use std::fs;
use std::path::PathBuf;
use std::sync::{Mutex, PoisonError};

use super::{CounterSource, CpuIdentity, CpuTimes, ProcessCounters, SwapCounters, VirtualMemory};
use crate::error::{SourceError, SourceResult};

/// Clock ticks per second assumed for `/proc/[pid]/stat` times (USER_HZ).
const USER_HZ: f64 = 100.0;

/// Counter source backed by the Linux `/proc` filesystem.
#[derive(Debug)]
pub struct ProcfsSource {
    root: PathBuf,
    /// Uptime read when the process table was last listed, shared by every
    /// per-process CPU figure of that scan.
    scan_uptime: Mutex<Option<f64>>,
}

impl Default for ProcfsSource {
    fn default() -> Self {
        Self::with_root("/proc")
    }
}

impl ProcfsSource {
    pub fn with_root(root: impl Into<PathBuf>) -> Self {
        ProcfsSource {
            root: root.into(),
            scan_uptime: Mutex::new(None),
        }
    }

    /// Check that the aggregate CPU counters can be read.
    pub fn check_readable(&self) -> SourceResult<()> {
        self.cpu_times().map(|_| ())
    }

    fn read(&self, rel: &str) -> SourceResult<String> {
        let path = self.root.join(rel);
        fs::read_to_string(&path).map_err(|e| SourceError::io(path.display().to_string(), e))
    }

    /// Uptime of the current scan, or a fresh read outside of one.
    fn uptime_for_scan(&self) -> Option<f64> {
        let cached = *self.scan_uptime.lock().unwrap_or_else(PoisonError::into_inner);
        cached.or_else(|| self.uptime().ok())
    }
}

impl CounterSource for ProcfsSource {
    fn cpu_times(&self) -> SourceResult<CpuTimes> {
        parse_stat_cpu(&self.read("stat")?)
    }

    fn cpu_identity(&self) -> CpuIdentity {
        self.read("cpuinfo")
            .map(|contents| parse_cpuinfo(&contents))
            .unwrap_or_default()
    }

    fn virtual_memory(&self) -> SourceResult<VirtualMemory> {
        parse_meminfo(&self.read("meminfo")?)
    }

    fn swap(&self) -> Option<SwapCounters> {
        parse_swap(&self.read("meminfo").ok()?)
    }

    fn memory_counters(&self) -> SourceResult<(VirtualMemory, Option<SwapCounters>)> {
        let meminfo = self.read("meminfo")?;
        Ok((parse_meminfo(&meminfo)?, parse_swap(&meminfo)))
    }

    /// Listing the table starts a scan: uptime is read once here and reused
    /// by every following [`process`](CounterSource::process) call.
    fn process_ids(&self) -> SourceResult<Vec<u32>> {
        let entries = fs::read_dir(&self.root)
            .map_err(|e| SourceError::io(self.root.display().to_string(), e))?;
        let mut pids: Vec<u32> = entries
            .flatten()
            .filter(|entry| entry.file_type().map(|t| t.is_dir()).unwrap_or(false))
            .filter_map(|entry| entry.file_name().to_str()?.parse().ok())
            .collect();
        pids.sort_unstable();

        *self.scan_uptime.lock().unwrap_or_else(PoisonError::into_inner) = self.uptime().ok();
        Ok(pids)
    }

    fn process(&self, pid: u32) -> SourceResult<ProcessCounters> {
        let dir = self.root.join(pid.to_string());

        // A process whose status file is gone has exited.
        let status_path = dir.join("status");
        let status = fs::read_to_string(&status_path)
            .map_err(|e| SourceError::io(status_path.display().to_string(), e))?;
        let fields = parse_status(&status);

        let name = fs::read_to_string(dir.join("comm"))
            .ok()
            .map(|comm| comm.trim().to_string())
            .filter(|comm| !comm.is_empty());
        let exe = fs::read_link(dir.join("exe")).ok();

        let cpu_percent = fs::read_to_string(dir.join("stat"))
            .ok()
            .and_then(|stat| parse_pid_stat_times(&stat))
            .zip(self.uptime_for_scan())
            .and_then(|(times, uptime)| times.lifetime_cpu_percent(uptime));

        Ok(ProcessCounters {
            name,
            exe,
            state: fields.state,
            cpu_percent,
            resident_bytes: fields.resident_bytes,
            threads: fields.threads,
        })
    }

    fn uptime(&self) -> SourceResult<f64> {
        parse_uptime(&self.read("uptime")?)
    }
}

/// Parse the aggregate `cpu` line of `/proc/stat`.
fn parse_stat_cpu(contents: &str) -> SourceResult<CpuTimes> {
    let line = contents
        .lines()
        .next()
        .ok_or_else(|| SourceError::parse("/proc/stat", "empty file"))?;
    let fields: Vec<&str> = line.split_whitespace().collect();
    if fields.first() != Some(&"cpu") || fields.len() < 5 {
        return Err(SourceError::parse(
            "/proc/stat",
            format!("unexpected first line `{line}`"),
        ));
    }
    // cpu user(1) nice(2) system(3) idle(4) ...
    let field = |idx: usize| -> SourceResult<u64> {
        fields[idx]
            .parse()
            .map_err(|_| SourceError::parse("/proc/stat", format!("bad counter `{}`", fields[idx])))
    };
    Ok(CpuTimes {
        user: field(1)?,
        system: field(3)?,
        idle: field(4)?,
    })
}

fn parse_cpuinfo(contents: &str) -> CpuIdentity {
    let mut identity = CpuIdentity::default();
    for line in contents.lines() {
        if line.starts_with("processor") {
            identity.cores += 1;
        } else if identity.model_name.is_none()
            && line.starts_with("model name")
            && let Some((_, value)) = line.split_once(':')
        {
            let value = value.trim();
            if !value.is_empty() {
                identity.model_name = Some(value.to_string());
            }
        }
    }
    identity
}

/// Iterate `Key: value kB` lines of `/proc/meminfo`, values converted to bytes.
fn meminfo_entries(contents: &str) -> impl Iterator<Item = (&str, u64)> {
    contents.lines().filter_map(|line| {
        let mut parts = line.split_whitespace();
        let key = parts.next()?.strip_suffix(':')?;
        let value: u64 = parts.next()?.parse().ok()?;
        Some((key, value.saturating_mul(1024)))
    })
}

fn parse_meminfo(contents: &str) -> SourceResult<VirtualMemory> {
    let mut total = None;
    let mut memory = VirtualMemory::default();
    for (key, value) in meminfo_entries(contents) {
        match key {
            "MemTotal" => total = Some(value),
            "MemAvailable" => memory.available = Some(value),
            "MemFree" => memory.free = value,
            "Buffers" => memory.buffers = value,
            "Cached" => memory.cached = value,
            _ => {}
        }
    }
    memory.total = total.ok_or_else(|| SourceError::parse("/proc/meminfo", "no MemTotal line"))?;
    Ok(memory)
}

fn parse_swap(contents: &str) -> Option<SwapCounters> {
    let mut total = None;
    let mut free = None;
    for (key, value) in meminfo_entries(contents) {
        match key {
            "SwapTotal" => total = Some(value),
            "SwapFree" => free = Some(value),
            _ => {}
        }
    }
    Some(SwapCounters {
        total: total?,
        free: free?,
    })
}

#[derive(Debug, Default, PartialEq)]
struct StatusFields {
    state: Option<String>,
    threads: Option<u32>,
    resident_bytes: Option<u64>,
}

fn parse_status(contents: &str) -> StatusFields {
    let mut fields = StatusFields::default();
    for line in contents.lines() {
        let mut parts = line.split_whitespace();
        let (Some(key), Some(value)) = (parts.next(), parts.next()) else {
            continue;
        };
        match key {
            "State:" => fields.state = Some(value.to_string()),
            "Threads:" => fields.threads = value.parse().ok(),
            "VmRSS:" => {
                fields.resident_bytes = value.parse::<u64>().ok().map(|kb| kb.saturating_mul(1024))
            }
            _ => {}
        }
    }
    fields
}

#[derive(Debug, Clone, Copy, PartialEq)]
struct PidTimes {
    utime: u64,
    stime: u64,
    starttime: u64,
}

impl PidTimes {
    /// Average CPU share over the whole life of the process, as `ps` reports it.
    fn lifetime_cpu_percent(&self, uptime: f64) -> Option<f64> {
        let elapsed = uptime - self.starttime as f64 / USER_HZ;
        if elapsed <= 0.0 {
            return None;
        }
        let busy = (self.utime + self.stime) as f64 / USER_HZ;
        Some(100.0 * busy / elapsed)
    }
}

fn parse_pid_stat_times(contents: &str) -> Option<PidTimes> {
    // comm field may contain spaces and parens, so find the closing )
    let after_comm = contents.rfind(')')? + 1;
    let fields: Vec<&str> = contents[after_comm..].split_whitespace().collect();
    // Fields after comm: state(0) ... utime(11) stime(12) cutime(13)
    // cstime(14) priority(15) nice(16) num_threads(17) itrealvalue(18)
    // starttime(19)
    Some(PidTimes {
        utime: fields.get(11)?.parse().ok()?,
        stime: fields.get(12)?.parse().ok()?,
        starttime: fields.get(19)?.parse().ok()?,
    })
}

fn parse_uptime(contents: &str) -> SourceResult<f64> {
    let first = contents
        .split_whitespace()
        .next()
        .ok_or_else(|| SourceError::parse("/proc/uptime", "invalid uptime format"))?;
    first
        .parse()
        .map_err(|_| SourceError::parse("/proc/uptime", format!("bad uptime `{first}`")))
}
▬▬▬▬▬▬
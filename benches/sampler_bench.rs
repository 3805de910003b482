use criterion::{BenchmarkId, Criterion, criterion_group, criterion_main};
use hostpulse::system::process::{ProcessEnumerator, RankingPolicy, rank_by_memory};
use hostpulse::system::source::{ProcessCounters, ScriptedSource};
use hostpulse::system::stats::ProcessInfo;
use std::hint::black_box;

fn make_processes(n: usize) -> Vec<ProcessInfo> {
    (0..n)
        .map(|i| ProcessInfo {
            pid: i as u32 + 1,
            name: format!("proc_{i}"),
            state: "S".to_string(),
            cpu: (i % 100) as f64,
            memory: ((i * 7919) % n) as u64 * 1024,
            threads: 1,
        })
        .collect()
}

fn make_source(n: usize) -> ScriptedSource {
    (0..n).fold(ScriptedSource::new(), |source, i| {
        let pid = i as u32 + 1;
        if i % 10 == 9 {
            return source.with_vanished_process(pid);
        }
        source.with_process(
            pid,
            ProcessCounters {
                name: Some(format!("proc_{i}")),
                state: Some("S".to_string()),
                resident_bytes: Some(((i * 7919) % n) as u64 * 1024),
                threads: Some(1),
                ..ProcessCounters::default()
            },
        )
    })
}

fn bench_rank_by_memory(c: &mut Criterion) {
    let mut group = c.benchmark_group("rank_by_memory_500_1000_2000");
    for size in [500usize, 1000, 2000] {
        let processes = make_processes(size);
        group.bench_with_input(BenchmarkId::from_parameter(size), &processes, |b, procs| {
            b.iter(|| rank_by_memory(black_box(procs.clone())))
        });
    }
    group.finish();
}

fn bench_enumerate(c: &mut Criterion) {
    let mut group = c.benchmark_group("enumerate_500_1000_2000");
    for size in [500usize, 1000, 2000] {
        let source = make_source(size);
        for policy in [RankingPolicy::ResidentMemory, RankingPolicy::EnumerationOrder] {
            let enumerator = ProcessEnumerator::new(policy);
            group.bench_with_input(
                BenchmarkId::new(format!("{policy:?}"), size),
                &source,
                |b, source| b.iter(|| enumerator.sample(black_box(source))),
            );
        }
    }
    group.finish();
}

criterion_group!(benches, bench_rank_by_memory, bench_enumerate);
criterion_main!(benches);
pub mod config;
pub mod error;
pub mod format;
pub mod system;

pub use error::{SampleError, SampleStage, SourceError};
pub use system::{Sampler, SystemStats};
▬▬▬▬▬▬
YOUR OBJECTIVE
Would you copy every line of the entries in which "state" appears?

EXERCISE RESPONSE
            state: fields.state,
    state: Option<String>,
            "State:" => fields.state = Some(value.to_string()),
    // Fields after comm: state(0) ... utime(11) stime(12) cutime(13)
            state: "S".to_string(),
                state: Some("S".to_string()),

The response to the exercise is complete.